YOUR INSTRUCTIONS:
Starting at the top of the entries below, set down every line exactly, please, until you reach the line with "on the wire", which is included too.
——————
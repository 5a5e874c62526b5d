//! Request types for LLM interactions

use crate::types::message::Message;
use crate::types::structured::ResponseFormat;
use thiserror::Error;

/// Model used when neither the request, the client nor the provider names one
pub const DEFAULT_MODEL: &str = "qwen3-max";

/// A model identifier
#[derive(Debug, Clone, PartialEq, Eq)]
pub struct Model(pub String);

impl Model {
    /// Create a new model identifier
    pub fn new(id: impl Into<String>) -> Self {
        Self(id.into())
    }

    /// The identifier as sent on the wire
    pub fn as_str(&self) -> &str {
        &self.0
    }
}

impl Default for Model {
    fn default() -> Self {
        Self(DEFAULT_MODEL.to_string())
    }
}

impl From<&str> for Model {
    fn from(s: &str) -> Self {
        Self(s.to_string())
    }
}

impl From<String> for Model {
    fn from(s: String) -> Self {
        Self(s)
    }
}

impl std::fmt::Display for Model {
    fn fmt(&self, f: &mut std::fmt::Formatter<'_>) -> std::fmt::Result {
        write!(f, "{}", self.0)
    }
}

/// Parameters for controlling LLM generation
#[derive(Debug, Clone, Default, PartialEq)]
pub struct Parameters {
    /// Maximum tokens to generate
    pub max_tokens: Option<u32>,
    /// Temperature for randomness (0.0 to 2.0)
    pub temperature: Option<f32>,
    /// Top-p nucleus sampling
    pub top_p: Option<f32>,
    /// Stop sequences
    pub stop: Option<Vec<String>>,
    /// Presence penalty (-2.0 to 2.0)
    pub presence_penalty: Option<f32>,
    /// Frequency penalty (-2.0 to 2.0)
    pub frequency_penalty: Option<f32>,
    /// Random seed for deterministic generation
    pub seed: Option<u64>,
}

impl Parameters {
    /// Create a new parameters builder
    pub fn builder() -> ParametersBuilder {
        ParametersBuilder::default()
    }

    /// Fill every unset field from `defaults`
    pub fn or(self, defaults: &Parameters) -> Parameters {
        Parameters {
            max_tokens: self.max_tokens.or(defaults.max_tokens),
            temperature: self.temperature.or(defaults.temperature),
            top_p: self.top_p.or(defaults.top_p),
            stop: self.stop.or_else(|| defaults.stop.clone()),
            presence_penalty: self.presence_penalty.or(defaults.presence_penalty),
            frequency_penalty: self.frequency_penalty.or(defaults.frequency_penalty),
            seed: self.seed.or(defaults.seed),
        }
    }
}

/// Builder for Parameters
#[derive(Default)]
pub struct ParametersBuilder {
    params: Parameters,
}

impl ParametersBuilder {
    /// Set maximum tokens
    pub fn max_tokens(mut self, tokens: u32) -> Self {
        self.params.max_tokens = Some(tokens);
        self
    }

    /// Set temperature
    pub fn temperature(mut self, temp: f32) -> Self {
        self.params.temperature = Some(temp);
        self
    }

    /// Set top-p
    pub fn top_p(mut self, p: f32) -> Self {
        self.params.top_p = Some(p);
        self
    }

    /// Set stop sequences
    pub fn stop(mut self, sequences: impl IntoIterator<Item = impl Into<String>>) -> Self {
        self.params.stop = Some(sequences.into_iter().map(Into::into).collect());
        self
    }

    /// Set the random seed
    pub fn seed(mut self, seed: u64) -> Self {
        self.params.seed = Some(seed);
        self
    }

    /// Build the parameters
    pub fn build(self) -> Parameters {
        self.params
    }
}

/// A request to an LLM
#[derive(Debug, Clone, PartialEq)]
pub struct Request {
    /// The conversation messages, in turn order
    pub messages: Vec<Message>,
    /// The model to use; `None` leaves the choice to the client or provider
    pub model: Option<Model>,
    /// Generation parameters
    pub parameters: Parameters,
    /// Response format specification
    pub response_format: Option<ResponseFormat>,
}

impl Request {
    /// Create a new request builder
    pub fn builder() -> RequestBuilder {
        RequestBuilder::default()
    }

    /// Create a simple request with just messages
    pub fn new(messages: Vec<Message>) -> Self {
        Self {
            messages,
            model: None,
            parameters: Parameters::default(),
            response_format: None,
        }
    }

    /// Whether the request asks for a JSON reply
    pub fn wants_json(&self) -> bool {
        matches!(self.response_format, Some(ResponseFormat::JsonObject))
    }
}

/// Builder for Request
#[derive(Default)]
pub struct RequestBuilder {
    messages: Vec<Message>,
    model: Option<Model>,
    parameters: Parameters,
    response_format: Option<ResponseFormat>,
}

impl RequestBuilder {
    /// Add a message
    pub fn message(mut self, message: Message) -> Self {
        self.messages.push(message);
        self
    }

    /// Add multiple messages
    pub fn messages(mut self, messages: impl IntoIterator<Item = Message>) -> Self {
        self.messages.extend(messages);
        self
    }

    /// Set the model
    pub fn model(mut self, model: impl Into<Model>) -> Self {
        self.model = Some(model.into());
        self
    }

    /// Set parameters
    pub fn parameters(mut self, params: Parameters) -> Self {
        self.parameters = params;
        self
    }

    /// Set temperature
    pub fn temperature(mut self, temp: f32) -> Self {
        self.parameters.temperature = Some(temp);
        self
    }

    /// Set max tokens
    pub fn max_tokens(mut self, tokens: u32) -> Self {
        self.parameters.max_tokens = Some(tokens);
        self
    }

    /// Set the response format
    pub fn response_format(mut self, format: ResponseFormat) -> Self {
        self.response_format = Some(format);
        self
    }

    /// Ask for a single JSON object reply
    pub fn json_mode(self) -> Self {
        self.response_format(ResponseFormat::JsonObject)
    }

    /// Build the request
    pub fn build(self) -> Request {
        Request {
            messages: self.messages,
            model: self.model,
            parameters: self.parameters,
            response_format: self.response_format,
        }
    }

    /// Try to build the request, returning an error if validation fails
    pub fn try_build(self) -> Result<Request, BuildError> {
        if self.messages.is_empty() {
            return Err(BuildError::NoMessages);
        }
        Ok(self.build())
    }
}

/// Errors that can occur when building a request
#[derive(Debug, Error)]
pub enum BuildError {
    /// Request must contain at least one message
    #[error("Request must contain at least one message")]
    NoMessages,
}

impl From<BuildError> for crate::Error {
    fn from(err: BuildError) -> Self {
        crate::Error::Validation(err.to_string())
    }
}

#[cfg(test)]
mod tests {
    use super::*;
    use crate::types::message::Message;

    #[test]
    fn test_model_creation() {
        let model = Model::new("qwen-max");
        assert_eq!(model.0, "qwen-max");

        let model: Model = "qwen3-max".into();
        assert_eq!(model.as_str(), "qwen3-max");

        let model = Model::from("xop3qwen1b7".to_string());
        assert_eq!(model.to_string(), "xop3qwen1b7");
    }

    #[test]
    fn test_model_default() {
        assert_eq!(Model::default().0, DEFAULT_MODEL);
    }

    #[test]
    fn test_parameters_builder() {
        let params = Parameters::builder()
            .max_tokens(2048)
            .temperature(0.7)
            .top_p(0.9)
            .stop(vec!["\n\n"])
            .seed(7)
            .build();

        assert_eq!(params.max_tokens, Some(2048));
        assert_eq!(params.temperature, Some(0.7));
        assert_eq!(params.top_p, Some(0.9));
        assert_eq!(params.stop, Some(vec!["\n\n".to_string()]));
        assert_eq!(params.seed, Some(7));
        assert_eq!(params.presence_penalty, None);
    }

    #[test]
    fn test_parameters_fall_back_to_defaults() {
        let defaults = Parameters::builder().temperature(0.7).max_tokens(2048).build();
        let params = Parameters::builder().temperature(0.1).build().or(&defaults);

        assert_eq!(params.temperature, Some(0.1));
        assert_eq!(params.max_tokens, Some(2048));
        assert_eq!(params.top_p, None);
    }

    #[test]
    fn test_request_new() {
        let request = Request::new(vec![Message::system("AI助理,简洁回答"), Message::user("我有100元")]);

        assert_eq!(request.messages.len(), 2);
        assert_eq!(request.model, None);
        assert_eq!(request.parameters, Parameters::default());
        assert!(request.response_format.is_none());
        assert!(!request.wants_json());
    }

    #[test]
    fn test_request_builder_keeps_turn_order() {
        let request = Request::builder()
            .message(Message::system("AI助理,简洁回答"))
            .messages(vec![
                Message::user("我有100元"),
                Message::assistant("ok"),
                Message::user("买苹果花了20"),
            ])
            .model("qwen3-max")
            .temperature(0.5)
            .max_tokens(100)
            .build();

        let roles: Vec<_> = request.messages.iter().map(|m| m.role.as_str()).collect();
        assert_eq!(roles, vec!["system", "user", "assistant", "user"]);
        assert_eq!(request.model, Some(Model::new("qwen3-max")));
        assert_eq!(request.parameters.temperature, Some(0.5));
        assert_eq!(request.parameters.max_tokens, Some(100));
    }

    #[test]
    fn test_request_builder_parameters_then_override() {
        let params = Parameters::builder().temperature(0.8).max_tokens(500).build();

        let request = Request::builder()
            .message(Message::user("test"))
            .parameters(params)
            .temperature(0.9)
            .build();

        assert_eq!(request.parameters.temperature, Some(0.9));
        assert_eq!(request.parameters.max_tokens, Some(500));
    }

    #[test]
    fn test_request_builder_json_mode() {
        let request = Request::builder()
            .message(Message::user("test"))
            .json_mode()
            .build();

        assert_eq!(request.response_format, Some(ResponseFormat::JsonObject));
        assert!(request.wants_json());
    }

    #[test]
    fn test_request_builder_try_build_no_messages() {
        match Request::builder().try_build() {
            Err(BuildError::NoMessages) => {}
            _ => panic!("Expected NoMessages error"),
        }
    }

    #[test]
    fn test_build_error_into_core_error() {
        let error: crate::Error = BuildError::NoMessages.into();
        assert!(error.is_user_correctable());
        assert_eq!(
            error.to_string(),
            "Validation error: Request must contain at least one message"
        );
    }
}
——————
COMPLETED TASK:
repository 5a5e874c62526b5d
//! Request types for LLM interactions

use crate::types::message::Message;
use crate::types::structured::ResponseFormat;
use thiserror::Error;

/// Model used when neither the request, the client nor the provider names one
pub const DEFAULT_MODEL: &str = "qwen3-max";

/// A model identifier
#[derive(Debug, Clone, PartialEq, Eq)]
pub struct Model(pub String);

impl Model {
    /// Create a new model identifier
    pub fn new(id: impl Into<String>) -> Self {
        Self(id.into())
    }

    /// The identifier as sent on the wire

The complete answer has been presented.